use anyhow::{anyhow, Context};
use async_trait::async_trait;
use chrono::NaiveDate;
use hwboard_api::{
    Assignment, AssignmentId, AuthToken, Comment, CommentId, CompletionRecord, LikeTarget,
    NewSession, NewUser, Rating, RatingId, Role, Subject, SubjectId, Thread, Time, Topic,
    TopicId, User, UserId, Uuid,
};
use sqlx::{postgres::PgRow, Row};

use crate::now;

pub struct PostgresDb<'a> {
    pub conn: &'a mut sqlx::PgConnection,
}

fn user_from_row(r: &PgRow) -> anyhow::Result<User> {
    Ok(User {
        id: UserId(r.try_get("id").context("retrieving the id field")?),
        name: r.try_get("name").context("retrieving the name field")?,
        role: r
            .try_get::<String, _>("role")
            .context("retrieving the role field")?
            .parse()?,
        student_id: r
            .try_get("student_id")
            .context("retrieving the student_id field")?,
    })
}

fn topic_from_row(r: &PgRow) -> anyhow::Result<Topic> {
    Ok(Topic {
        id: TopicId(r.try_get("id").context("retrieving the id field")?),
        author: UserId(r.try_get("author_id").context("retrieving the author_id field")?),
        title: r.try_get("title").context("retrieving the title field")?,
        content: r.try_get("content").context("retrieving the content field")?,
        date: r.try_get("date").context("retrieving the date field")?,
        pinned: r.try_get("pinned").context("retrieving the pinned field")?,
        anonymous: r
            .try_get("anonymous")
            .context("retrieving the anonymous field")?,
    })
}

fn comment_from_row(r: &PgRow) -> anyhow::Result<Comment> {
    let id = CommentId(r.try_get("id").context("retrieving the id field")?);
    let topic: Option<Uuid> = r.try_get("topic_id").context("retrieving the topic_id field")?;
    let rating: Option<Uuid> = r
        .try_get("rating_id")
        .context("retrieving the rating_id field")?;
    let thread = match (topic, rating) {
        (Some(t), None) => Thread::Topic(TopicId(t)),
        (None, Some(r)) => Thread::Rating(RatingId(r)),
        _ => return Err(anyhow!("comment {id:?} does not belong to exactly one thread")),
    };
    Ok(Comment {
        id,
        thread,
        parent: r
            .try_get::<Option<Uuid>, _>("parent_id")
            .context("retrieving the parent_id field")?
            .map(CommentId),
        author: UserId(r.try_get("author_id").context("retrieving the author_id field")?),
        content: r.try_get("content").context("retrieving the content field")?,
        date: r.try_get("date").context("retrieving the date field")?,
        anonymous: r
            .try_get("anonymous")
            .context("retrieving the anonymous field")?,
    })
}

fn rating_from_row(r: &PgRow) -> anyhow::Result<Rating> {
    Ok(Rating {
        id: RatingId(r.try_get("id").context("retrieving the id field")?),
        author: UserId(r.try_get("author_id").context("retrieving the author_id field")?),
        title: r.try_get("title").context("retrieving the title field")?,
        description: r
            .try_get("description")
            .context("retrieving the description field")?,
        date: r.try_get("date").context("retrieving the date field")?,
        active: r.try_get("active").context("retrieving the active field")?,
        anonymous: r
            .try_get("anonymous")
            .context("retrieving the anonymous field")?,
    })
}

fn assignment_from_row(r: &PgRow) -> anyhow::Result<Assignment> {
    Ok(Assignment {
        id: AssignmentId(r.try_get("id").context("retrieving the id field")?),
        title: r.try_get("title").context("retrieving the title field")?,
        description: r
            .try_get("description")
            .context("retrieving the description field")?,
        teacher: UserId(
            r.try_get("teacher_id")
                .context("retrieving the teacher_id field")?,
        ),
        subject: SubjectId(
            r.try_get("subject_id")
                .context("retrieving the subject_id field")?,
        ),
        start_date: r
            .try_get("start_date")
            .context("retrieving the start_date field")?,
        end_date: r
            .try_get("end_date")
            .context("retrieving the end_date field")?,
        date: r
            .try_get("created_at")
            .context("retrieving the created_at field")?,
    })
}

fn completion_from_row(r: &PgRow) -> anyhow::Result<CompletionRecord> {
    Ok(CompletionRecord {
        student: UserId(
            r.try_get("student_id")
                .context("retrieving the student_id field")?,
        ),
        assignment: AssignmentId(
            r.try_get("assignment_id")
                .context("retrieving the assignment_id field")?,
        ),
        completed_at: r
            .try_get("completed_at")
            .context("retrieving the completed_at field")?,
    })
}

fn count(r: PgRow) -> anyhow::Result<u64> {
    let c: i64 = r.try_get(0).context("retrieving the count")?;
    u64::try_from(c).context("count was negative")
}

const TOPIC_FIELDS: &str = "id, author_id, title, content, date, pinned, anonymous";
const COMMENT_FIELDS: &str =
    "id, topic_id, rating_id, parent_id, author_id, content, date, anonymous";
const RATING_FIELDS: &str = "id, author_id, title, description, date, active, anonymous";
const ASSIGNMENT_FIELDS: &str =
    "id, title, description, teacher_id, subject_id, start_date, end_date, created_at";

TRY IT:
Copy range, inclusive: the line holding "let topic: Option<Uuid>" to the line holding "let thread = match". Reproduce exactly those lines of the records above and no others.

FINISHED EXERCISE:
    let topic: Option<Uuid> = r.try_get("topic_id").context("retrieving the topic_id field")?;
    let rating: Option<Uuid> = r
        .try_get("rating_id")
        .context("retrieving the rating_id field")?;
    let thread = match (topic, rating) {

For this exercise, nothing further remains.